Unary prefix followed by ((Q+1)*(k+(Q>>2))>>1) bits.
- k=0: 0, 10, 110, 1110, 111100 111101 ...
- / k=1: 00 01, 1000..1011, 110000..110111, 111000000..111011111, 111100000000..111101111111, ...
- k=1: 0, 100 101, 1100..1101, 111000..111011, 11110000..11110111, ...
- k=2: 00 01, 1000..1011, 110000..110111, 11100000..11101111, ...
- ...
Base (for Q):
- k=0: 0, 1, 2, 3, 4, 6, ...
- k=1: 0, 1, 3, 5, 9, ...
- k=2: 0, 2, 6, 14, 30, ...
Idea: Scheme similar to AdRice, but tweaking the code scheme.

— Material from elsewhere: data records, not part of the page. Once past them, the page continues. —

use std::time::Duration;

use uuid::Uuid;

use crate::agent_trait::{run_bounded, Agent};
use crate::compliance::ComplianceAgent;
use crate::forecasting::ForecastingAgent;
use crate::fraud::FraudAgent;
use crate::reconciliation::ReconciliationAgent;
use crate::simulation::SimulationAgent;
use crate::types::{AgentResult, Evidence};

/// The query intents the RAG engine classifies a chat query into
/// (spec.md §4.11). Owned here rather than in `payscope-rag` so the
/// routing table and the intents it routes stay next to each other.
#[derive(Debug, Clone, Copy, PartialEq, Eq, Hash)]
pub enum Intent {
    Describe,
    Compare,
    Anomaly,
    Forecast,
    WhatIf,
}

/// The fixed routing table from spec.md's glossary: ANOMALY fans out to
/// both FraudAgent and ComplianceAgent; every other intent maps to
/// exactly one agent.
pub fn agents_for(intent: Intent) -> Vec<&'static dyn Agent> {
    static FRAUD: FraudAgent = FraudAgent;
    static COMPLIANCE: ComplianceAgent = ComplianceAgent;
    static RECONCILIATION: ReconciliationAgent = ReconciliationAgent;
    static FORECASTING: ForecastingAgent = ForecastingAgent;
    static SIMULATION: SimulationAgent = SimulationAgent;

    match intent {
        Intent::Anomaly => vec![&FRAUD, &COMPLIANCE],
        Intent::Compare => vec![&RECONCILIATION],
        Intent::Describe => vec![&RECONCILIATION],
        Intent::Forecast => vec![&FORECASTING],
        Intent::WhatIf => vec![&SIMULATION],
    }
}

/// Runs every agent the intent routes to, each under its own wall-clock
/// deadline, concurrently. Partial failures (a timed-out agent) surface
/// as a low-confidence `AgentResult` rather than failing the whole dispatch.
pub async fn dispatch(intent: Intent, task_id: Uuid, query: &str, evidence: &Evidence, per_agent_timeout: Duration) -> Vec<AgentResult> {
    let agents = agents_for(intent);
    let futures = agents.into_iter().map(|agent| run_bounded(agent, task_id, query, evidence, per_agent_timeout));
    futures::future::join_all(futures).await
}

#[cfg(test)]
mod tests {
    use super::*;

    #[test]
    fn anomaly_routes_to_fraud_and_compliance() {
        assert_eq!(agents_for(Intent::Anomaly).len(), 2);
    }

    #[test]
    fn describe_and_compare_both_route_to_reconciliation() {
        assert_eq!(agents_for(Intent::Describe)[0].name(), "ReconciliationAgent");
        assert_eq!(agents_for(Intent::Compare)[0].name(), "ReconciliationAgent");
    }

    #[tokio::test]
    async fn dispatch_runs_all_routed_agents() {
        let bank_id = Uuid::new_v4();
        let evidence = Evidence {
            bank_id,
            vector_hits: vec![],
            graph_neighborhoods: vec![],
            timeseries: crate::types::TimeSeriesWindow::empty(bank_id, chrono::Utc::now(), chrono::Utc::now()),
        };
        let results = dispatch(Intent::Anomaly, Uuid::new_v4(), "is this fraud?", &evidence, Duration::from_secs(5)).await;
        assert_eq!(results.len(), 2);
    }
}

As before, the Rk factor will specify a constant number of extra bits.
So, Prefixes:
- 0, 0
- 1, 10
- 2, 110
- 3, 1110
- 4+, 1111 (Gamma)
- Encode Q-4 using a Gamma code.
- Gamma code consists of a Unary code (N) followed by N bits.
AdRice + Damage Control
AdRiceDC:
Q=0..7: Encoded as AdRice Otherwise, use a VLI (with multiples of 5 bits) 0- 31: 1111-1111 0xxx-xx 32-1023: 1111-1111 10xx-xxxx xxxx 1024-32767: 1111-1111 110x-xxxx xxxx-xxxx xx 32768- 1M: 1111-1111 1110-xxxx xxxx-xxxx xxxx-xxxx 1M- 128M: 1111-1111 1111-0xxx xxxx-xxxx xxxx-xxxx xxxx-xx 128M- 1G: 1111-1111 1111-10xx xxxx-xxxx xxxx-xxxx xxxx-xxxx xxxx
In VLI case, K is increased by 2 for each multiple of 5 bits in the suffix.
For AdRice:
- 0: k=k-1
- 1: k=k
- 2: k=k+1
- 3: k=k+1
- 4..7: k=k+2
- Works, but contrived.
- Initial form was distribution sensitive, better for some cases, but worse for others.
- Changing cutoff from 8 to (8+k) and 5 to (5+k) seems to have improved results.